(Beginning of Information shown)

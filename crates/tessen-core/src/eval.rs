//! # Span Evaluation
//!
//! Scores arg-max token predictions against gold entity spans.
//!
//! A gold span `(sentence, start, end, label)` is a true positive when the
//! predicted label at `start` and the predicted label at `end` both equal
//! `label`. Interior tokens are not inspected. A miss counts one false
//! negative for the gold label and one false positive for whatever label
//! was predicted at `start`.

use std::collections::BTreeSet;
use std::fmt;
use std::str::FromStr;

use crate::batch::{Batch, GoldSpan};
use crate::error::{Result, TessenError};

/// How per-label counters are folded into corpus totals.
#[derive(Debug, Clone, Copy, PartialEq, Eq, Default)]
pub enum Aggregation {
    /// Plain sums over labels.
    #[default]
    Micro,
    /// Each label's counters are multiplied by that label's gold
    /// occurrence count before summing.
    OccurrenceWeighted,
}

impl FromStr for Aggregation {
    type Err = String;

    fn from_str(s: &str) -> std::result::Result<Self, Self::Err> {
        match s.to_ascii_lowercase().as_str() {
            "micro" => Ok(Self::Micro),
            "occurrence-weighted" | "weighted" => Ok(Self::OccurrenceWeighted),
            other => Err(format!(
                "unknown aggregation {other:?} (expected `micro` or `occurrence-weighted`)"
            )),
        }
    }
}

impl fmt::Display for Aggregation {
    fn fmt(&self, f: &mut fmt::Formatter<'_>) -> fmt::Result {
        match self {
            Self::Micro => write!(f, "micro"),
            Self::OccurrenceWeighted => write!(f, "occurrence-weighted"),
        }
    }
}

/// Counters for a single label.
#[derive(Debug, Clone, Copy, PartialEq, Eq, Default)]
pub struct LabelCounts {
    /// Gold spans carrying this label.
    pub occurrences: u64,
    pub tp: u64,
    pub fn_count: u64,
    /// Missed gold spans whose start token was predicted as this label.
    pub fp: u64,
}

/// Accumulates span judgements over any number of batches.
#[derive(Debug, Clone)]
pub struct SpanEvaluator {
    counts: Vec<LabelCounts>,
}

impl SpanEvaluator {
    pub fn new(num_labels: usize) -> Self {
        Self {
            counts: vec![LabelCounts::default(); num_labels],
        }
    }

    /// Score one batch given its per-sentence predicted label indices.
    pub fn observe_batch(&mut self, batch: &Batch, predictions: &[Vec<u32>]) -> Result<()> {
        self.observe(&batch.gold, predictions)
    }

    /// Score gold spans against per-sentence predicted label indices.
    ///
    /// # Errors
    /// [`TessenError::PredictionShape`] if a span points outside
    /// `predictions` or a label index exceeds the label count.
    pub fn observe(&mut self, gold: &BTreeSet<GoldSpan>, predictions: &[Vec<u32>]) -> Result<()> {
        let num_labels = self.counts.len();

        for span in gold {
            let row = predictions.get(span.sentence).ok_or_else(|| {
                TessenError::PredictionShape(format!(
                    "no predictions for sentence {} ({} rows)",
                    span.sentence,
                    predictions.len()
                ))
            })?;
            let (Some(&start_pred), Some(&end_pred)) = (row.get(span.start), row.get(span.end))
            else {
                return Err(TessenError::PredictionShape(format!(
                    "span [{}, {}] exceeds prediction row of length {}",
                    span.start,
                    span.end,
                    row.len()
                )));
            };

            for label in [span.label, start_pred, end_pred] {
                if label as usize >= num_labels {
                    return Err(TessenError::PredictionShape(format!(
                        "label index {label} outside {num_labels} labels"
                    )));
                }
            }

            let gold_counts = &mut self.counts[span.label as usize];
            gold_counts.occurrences += 1;
            if start_pred == span.label && end_pred == span.label {
                gold_counts.tp += 1;
            } else {
                gold_counts.fn_count += 1;
                self.counts[start_pred as usize].fp += 1;
            }
        }

        Ok(())
    }

    /// Per-label counters, indexed by label.
    pub fn counts(&self) -> &[LabelCounts] {
        &self.counts
    }

    /// Fold the counters into precision, recall and F1.
    pub fn report(&self, aggregation: Aggregation) -> EvalReport {
        let weight = |c: &LabelCounts| match aggregation {
            Aggregation::Micro => 1,
            Aggregation::OccurrenceWeighted => c.occurrences,
        };

        let tp: u64 = self.counts.iter().map(|c| c.tp * weight(c)).sum();
        let fp: u64 = self.counts.iter().map(|c| c.fp * weight(c)).sum();
        let fn_count: u64 = self.counts.iter().map(|c| c.fn_count * weight(c)).sum();

        let (precision, recall, f1) = if tp == 0 {
            (0.0, 0.0, 0.0)
        } else {
            let p = tp as f64 / (tp + fp) as f64;
            let r = tp as f64 / (tp + fn_count) as f64;
            (p, r, 2.0 * p * r / (p + r))
        };

        EvalReport {
            per_label: self.counts.clone(),
            aggregation,
            tp,
            fp,
            fn_count,
            precision,
            recall,
            f1,
        }
    }
}

/// Corpus-level evaluation result.
#[derive(Debug, Clone, PartialEq)]
pub struct EvalReport {
    pub per_label: Vec<LabelCounts>,
    pub aggregation: Aggregation,
    pub tp: u64,
    pub fp: u64,
    pub fn_count: u64,
    pub precision: f64,
    pub recall: f64,
    pub f1: f64,
}

impl fmt::Display for EvalReport {
    fn fmt(&self, f: &mut fmt::Formatter<'_>) -> fmt::Result {
        write!(
            f,
            "F1: {:.2}% Precision: {:.2}% Recall: {:.2}% (tp={} fp={} fn={}, {})",
            self.f1 * 100.0,
            self.precision * 100.0,
            self.recall * 100.0,
            self.tp,
            self.fp,
            self.fn_count,
            self.aggregation,
        )
    }
}

#[cfg(test)]
mod tests {
    use super::*;

    fn span(sentence: usize, start: usize, end: usize, label: u32) -> GoldSpan {
        GoldSpan {
            sentence,
            start,
            end,
            label,
        }
    }

    fn gold(spans: &[GoldSpan]) -> BTreeSet<GoldSpan> {
        spans.iter().copied().collect()
    }

    #[test]
    fn test_start_and_end_match_is_tp() {
        let mut eval = SpanEvaluator::new(5);
        eval.observe(&gold(&[span(0, 1, 2, 1)]), &[vec![0, 1, 1, 0]])
            .unwrap();

        let c = eval.counts()[1];
        assert_eq!((c.occurrences, c.tp, c.fn_count, c.fp), (1, 1, 0, 0));

        let report = eval.report(Aggregation::Micro);
        assert!((report.precision - 1.0).abs() < 1e-9);
        assert!((report.recall - 1.0).abs() < 1e-9);
        assert!((report.f1 - 1.0).abs() < 1e-9);
    }

    #[test]
    fn test_end_mismatch_credits_start_prediction() {
        let mut eval = SpanEvaluator::new(5);
        eval.observe(&gold(&[span(0, 1, 2, 1)]), &[vec![0, 1, 0, 0]])
            .unwrap();
        assert_eq!(eval.counts()[1].fn_count, 1);
        assert_eq!(eval.counts()[1].fp, 1);
    }

    #[test]
    fn test_start_mismatch_is_fp_for_predicted_label() {
        let mut eval = SpanEvaluator::new(5);
        eval.observe(&gold(&[span(0, 1, 2, 1)]), &[vec![0, 2, 1, 0]])
            .unwrap();

        assert_eq!(eval.counts()[1].fn_count, 1);
        assert_eq!(eval.counts()[1].tp, 0);
        assert_eq!(eval.counts()[2].fp, 1);
        assert_eq!(eval.counts()[2].occurrences, 0);
    }

    #[test]
    fn test_interior_tokens_are_ignored() {
        let mut eval = SpanEvaluator::new(5);
        eval.observe(&gold(&[span(0, 0, 3, 3)]), &[vec![3, 0, 4, 3]])
            .unwrap();
        assert_eq!(eval.counts()[3].tp, 1);
    }

    #[test]
    fn test_zero_tp_reports_zero() {
        let mut eval = SpanEvaluator::new(5);
        eval.observe(
            &gold(&[span(0, 0, 0, 1), span(1, 1, 1, 2)]),
            &[vec![0, 0], vec![0, 0]],
        )
        .unwrap();

        for aggregation in [Aggregation::Micro, Aggregation::OccurrenceWeighted] {
            let report = eval.report(aggregation);
            assert_eq!(report.tp, 0);
            assert_eq!(report.precision, 0.0);
            assert_eq!(report.recall, 0.0);
            assert_eq!(report.f1, 0.0);
        }

        let empty = SpanEvaluator::new(5).report(Aggregation::Micro);
        assert_eq!(empty.f1, 0.0);
    }

    #[test]
    fn test_micro_vs_weighted() {
        // PER: 2 gold, 1 tp, 1 fn (start predicted O)
        // LOC: 1 gold, 1 tp
        let mut eval = SpanEvaluator::new(5);
        eval.observe(
            &gold(&[span(0, 0, 0, 1), span(0, 2, 2, 1), span(1, 0, 1, 3)]),
            &[vec![1, 0, 0], vec![3, 3]],
        )
        .unwrap();

        let micro = eval.report(Aggregation::Micro);
        assert_eq!((micro.tp, micro.fp, micro.fn_count), (2, 1, 1));
        assert!((micro.precision - 2.0 / 3.0).abs() < 1e-9);
        assert!((micro.recall - 2.0 / 3.0).abs() < 1e-9);

        // tp = 1*2 + 1*1, fn = 1*2, fp lands on O which has no occurrences
        let weighted = eval.report(Aggregation::OccurrenceWeighted);
        assert_eq!((weighted.tp, weighted.fp, weighted.fn_count), (3, 0, 2));
        assert!((weighted.precision - 1.0).abs() < 1e-9);
        assert!((weighted.recall - 3.0 / 5.0).abs() < 1e-9);
        assert!((weighted.f1 - 0.75).abs() < 1e-9);
    }

    #[test]
    fn test_counts_accumulate_across_batches() {
        let mut eval = SpanEvaluator::new(5);
        let g = gold(&[span(0, 0, 0, 2)]);
        eval.observe(&g, &[vec![2]]).unwrap();
        eval.observe(&g, &[vec![0]]).unwrap();
        let c = eval.counts()[2];
        assert_eq!((c.occurrences, c.tp, c.fn_count), (2, 1, 1));
        assert_eq!(eval.counts()[0].fp, 1);
    }

    #[test]
    fn test_shape_errors() {
        let mut eval = SpanEvaluator::new(5);
        assert!(eval.observe(&gold(&[span(1, 0, 0, 1)]), &[vec![0]]).is_err());
        assert!(eval.observe(&gold(&[span(0, 0, 3, 1)]), &[vec![0, 1]]).is_err());
        assert!(eval.observe(&gold(&[span(0, 0, 0, 1)]), &[vec![9]]).is_err());
    }

    #[test]
    fn test_aggregation_parse() {
        assert_eq!("micro".parse::<Aggregation>().unwrap(), Aggregation::Micro);
        assert_eq!(
            "Occurrence-Weighted".parse::<Aggregation>().unwrap(),
            Aggregation::OccurrenceWeighted
        );
        assert!("macro".parse::<Aggregation>().is_err());
        assert_eq!(Aggregation::OccurrenceWeighted.to_string(), "occurrence-weighted");
    }

    #[test]
    fn test_report_display() {
        let mut eval = SpanEvaluator::new(2);
        eval.observe(&gold(&[span(0, 0, 0, 1)]), &[vec![1]]).unwrap();
        let text = eval.report(Aggregation::Micro).to_string();
        assert!(text.starts_with("F1: 100.00% Precision: 100.00% Recall: 100.00%"));
    }
}
//! Train and evaluate the BiGRU NER tagger.

use std::path::PathBuf;

use clap::Parser;
use tessen_core::Aggregation;
use tessen_trainer::{NetworkConfig, TrainConfig, run_training};
use tracing::info;

/// CLI arguments
#[derive(Parser)]
#[command(name = "tessen-train")]
#[command(about = "Train a BiGRU named-entity tagger and report span-level F1")]
#[command(version)]
struct Cli {
    /// Word embedding file (`word v1 ... vN` per line, optionally gzipped)
    #[arg(short, long, env = "TESSEN_EMBEDDINGS", default_value = "glove.6B.100d.txt.ner.filtered")]
    embeddings: PathBuf,

    /// Embedding dimensionality
    #[arg(short = 'd', long, env = "TESSEN_EMBEDDING_SIZE", default_value_t = 100)]
    embedding_size: usize,

    /// Comma-separated labels; the first one means "no entity"
    #[arg(short, long, env = "TESSEN_LABELS", value_delimiter = ',', default_value = "O,PER,ORG,LOC,MISC")]
    labels: Vec<String>,

    /// Training corpus
    #[arg(long, env = "TESSEN_TRAIN", default_value = "train.conll03.json")]
    train: PathBuf,

    /// Development corpus, evaluated after every epoch
    #[arg(long, env = "TESSEN_DEV", default_value = "dev.conll03.json")]
    dev: PathBuf,

    /// Test corpus, evaluated once after training
    #[arg(long, env = "TESSEN_TEST", default_value = "test.conll03.json")]
    test: PathBuf,

    /// Number of epochs
    #[arg(short = 'n', long, env = "TESSEN_EPOCHS", default_value_t = 5)]
    epochs: usize,

    /// Sentences per batch
    #[arg(short, long, env = "TESSEN_BATCH_SIZE", default_value_t = 100)]
    batch_size: usize,

    /// Seed for batch-order shuffling
    #[arg(short, long, env = "TESSEN_SEED", default_value_t = 42)]
    seed: u64,

    /// How per-label counts are folded: `micro` or `occurrence-weighted`
    #[arg(short, long, env = "TESSEN_AGGREGATION", default_value = "micro")]
    aggregation: Aggregation,

    /// Adam learning rate
    #[arg(long, env = "TESSEN_LEARNING_RATE", default_value_t = 1e-3)]
    learning_rate: f64,
}

impl From<Cli> for TrainConfig {
    fn from(cli: Cli) -> Self {
        Self {
            embedding_path: cli.embeddings,
            embedding_size: cli.embedding_size,
            labels: cli.labels,
            train_path: cli.train,
            dev_path: cli.dev,
            test_path: cli.test,
            epochs: cli.epochs,
            batch_size: cli.batch_size,
            seed: cli.seed,
            aggregation: cli.aggregation,
            network: NetworkConfig {
                learning_rate: cli.learning_rate,
                ..Default::default()
            },
        }
    }
}

fn main() {
    tracing_subscriber::fmt::init();

    let config = TrainConfig::from(Cli::parse());
    match run_training(config) {
        Ok(outcome) => info!("Test: {}", outcome.test),
        Err(e) => {
            eprintln!("Training failed: {:#}", e);
            std::process::exit(1);
        }
    }
}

(End of Information shown)

→ **What you are asked to do**
The first line of the entries, the line with "its per-sentence predicted label indices.", and every line between them should be retyped exactly, and nothing else.

→ **Answer section**
filename crates/tessen-core/src/eval.rs
//! # Span Evaluation
//!
//! Scores arg-max token predictions against gold entity spans.
//!
//! A gold span `(sentence, start, end, label)` is a true positive when the
//! predicted label at `start` and the predicted label at `end` both equal
//! `label`. Interior tokens are not inspected. A miss counts one false
//! negative for the gold label and one false positive for whatever label
//! was predicted at `start`.

use std::collections::BTreeSet;
use std::fmt;
use std::str::FromStr;

use crate::batch::{Batch, GoldSpan};
use crate::error::{Result, TessenError};

/// How per-label counters are folded into corpus totals.
#[derive(Debug, Clone, Copy, PartialEq, Eq, Default)]
pub enum Aggregation {
    /// Plain sums over labels.
    #[default]
    Micro,
    /// Each label's counters are multiplied by that label's gold
    /// occurrence count before summing.
    OccurrenceWeighted,
}

impl FromStr for Aggregation {
    type Err = String;

    fn from_str(s: &str) -> std::result::Result<Self, Self::Err> {
        match s.to_ascii_lowercase().as_str() {
            "micro" => Ok(Self::Micro),
            "occurrence-weighted" | "weighted" => Ok(Self::OccurrenceWeighted),
            other => Err(format!(
                "unknown aggregation {other:?} (expected `micro` or `occurrence-weighted`)"
            )),
        }
    }
}

impl fmt::Display for Aggregation {
    fn fmt(&self, f: &mut fmt::Formatter<'_>) -> fmt::Result {
        match self {
            Self::Micro => write!(f, "micro"),
            Self::OccurrenceWeighted => write!(f, "occurrence-weighted"),
        }
    }
}

/// Counters for a single label.
#[derive(Debug, Clone, Copy, PartialEq, Eq, Default)]
pub struct LabelCounts {
    /// Gold spans carrying this label.
    pub occurrences: u64,
    pub tp: u64,
    pub fn_count: u64,
    /// Missed gold spans whose start token was predicted as this label.
    pub fp: u64,
}

/// Accumulates span judgements over any number of batches.
#[derive(Debug, Clone)]
pub struct SpanEvaluator {
    counts: Vec<LabelCounts>,
}

impl SpanEvaluator {
    pub fn new(num_labels: usize) -> Self {
        Self {
            counts: vec![LabelCounts::default(); num_labels],
        }
    }

    /// Score one batch given its per-sentence predicted label indices.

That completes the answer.